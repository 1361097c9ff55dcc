//! Equipment slots.
//!
//! Slots reference item definitions by [`ItemId`]; the definitions live in
//! the content catalog and are shared by every unit that equips them.

use super::common::ItemId;

/// The five independent equipment slots.
#[derive(
    Clone,
    Copy,
    Debug,
    PartialEq,
    Eq,
    Hash,
    strum::Display,
    strum::EnumString,
    strum::AsRefStr,
)]
#[cfg_attr(feature = "serde", derive(serde::Serialize, serde::Deserialize))]
#[strum(serialize_all = "snake_case", ascii_case_insensitive)]
pub enum EquipmentSlot {
    Weapon,
    RangedWeapon,
    Shield,
    Armor,
    Misc,
}

impl EquipmentSlot {
    pub const ALL: [EquipmentSlot; 5] = [
        EquipmentSlot::Weapon,
        EquipmentSlot::RangedWeapon,
        EquipmentSlot::Shield,
        EquipmentSlot::Armor,
        EquipmentSlot::Misc,
    ];
}

/// Items currently equipped by a unit.
#[derive(Clone, Debug, Default, PartialEq, Eq)]
#[cfg_attr(feature = "serde", derive(serde::Serialize, serde::Deserialize))]
pub struct Equipment {
    pub weapon: Option<ItemId>,
    pub ranged_weapon: Option<ItemId>,
    pub shield: Option<ItemId>,
    pub armor: Option<ItemId>,
    pub misc: Option<ItemId>,
}

impl Equipment {
    pub fn empty() -> Self {
        Self::default()
    }

    pub fn get(&self, slot: EquipmentSlot) -> Option<&ItemId> {
        self.slot(slot).as_ref()
    }

    /// Equips `item` in `slot`, returning the previously equipped item.
    pub fn equip(&mut self, slot: EquipmentSlot, item: ItemId) -> Option<ItemId> {
        self.slot_mut(slot).replace(item)
    }

    pub fn unequip(&mut self, slot: EquipmentSlot) -> Option<ItemId> {
        self.slot_mut(slot).take()
    }

    /// Iterates over every equipped item.
    pub fn items(&self) -> impl Iterator<Item = (EquipmentSlot, &ItemId)> {
        EquipmentSlot::ALL
            .into_iter()
            .filter_map(|slot| self.get(slot).map(|item| (slot, item)))
    }

    fn slot(&self, slot: EquipmentSlot) -> &Option<ItemId> {
        match slot {
            EquipmentSlot::Weapon => &self.weapon,
            EquipmentSlot::RangedWeapon => &self.ranged_weapon,
            EquipmentSlot::Shield => &self.shield,
            EquipmentSlot::Armor => &self.armor,
            EquipmentSlot::Misc => &self.misc,
        }
    }

    fn slot_mut(&mut self, slot: EquipmentSlot) -> &mut Option<ItemId> {
        match slot {
            EquipmentSlot::Weapon => &mut self.weapon,
            EquipmentSlot::RangedWeapon => &mut self.ranged_weapon,
            EquipmentSlot::Shield => &mut self.shield,
            EquipmentSlot::Armor => &mut self.armor,
            EquipmentSlot::Misc => &mut self.misc,
        }
    }
}

#[cfg(test)]
mod tests {
    use super::*;

    #[test]
    fn equip_returns_previous_item() {
        let mut equipment = Equipment::empty();
        assert_eq!(equipment.equip(EquipmentSlot::Weapon, "sword".into()), None);
        assert_eq!(
            equipment.equip(EquipmentSlot::Weapon, "axe".into()),
            Some(ItemId::new("sword"))
        );
        assert_eq!(equipment.items().count(), 1);
        assert_eq!(equipment.unequip(EquipmentSlot::Weapon), Some(ItemId::new("axe")));
        assert_eq!(equipment.items().count(), 0);
    }
}
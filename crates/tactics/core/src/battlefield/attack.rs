//! Attack resolution: validation, damage, counter-attacks, deferred ranged
//! hits, routing and death.

use super::Battlefield;
use crate::combat::{
    AttackError, AttackOutcome, DamageBreakdown, DamageInputs, Strike, calculate_damage,
    check_attack, plan_attack, select_mode,
};
use crate::env::TileContext;
use crate::events::CombatEvent;
use crate::projectile::{PendingHit, ProjectileId, ProjectileRequest};
use crate::state::{BehaviorState, EngagementMode, Unit, UnitId};

/// Damage landed by a projectile reported through
/// [`Battlefield::projectile_arrived`].
#[derive(Clone, Copy, Debug, PartialEq, Eq)]
pub struct Impact {
    pub attacker: UnitId,
    pub defender: UnitId,
    pub damage: i32,
    pub killed: bool,
}

/// Credited killer of a unit.
#[derive(Clone, Copy, Debug)]
struct Kill {
    killer: UnitId,
    damage: i32,
}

------------------------------------

* **WHAT YOU HAVE TO DO**
Search the entries above for the word "impl", and copy every line where it occurs.

* **RESULT OF THIS EXERCISE**
impl EquipmentSlot {
impl Equipment {
    pub fn items(&self) -> impl Iterator<Item = (EquipmentSlot, &ItemId)> {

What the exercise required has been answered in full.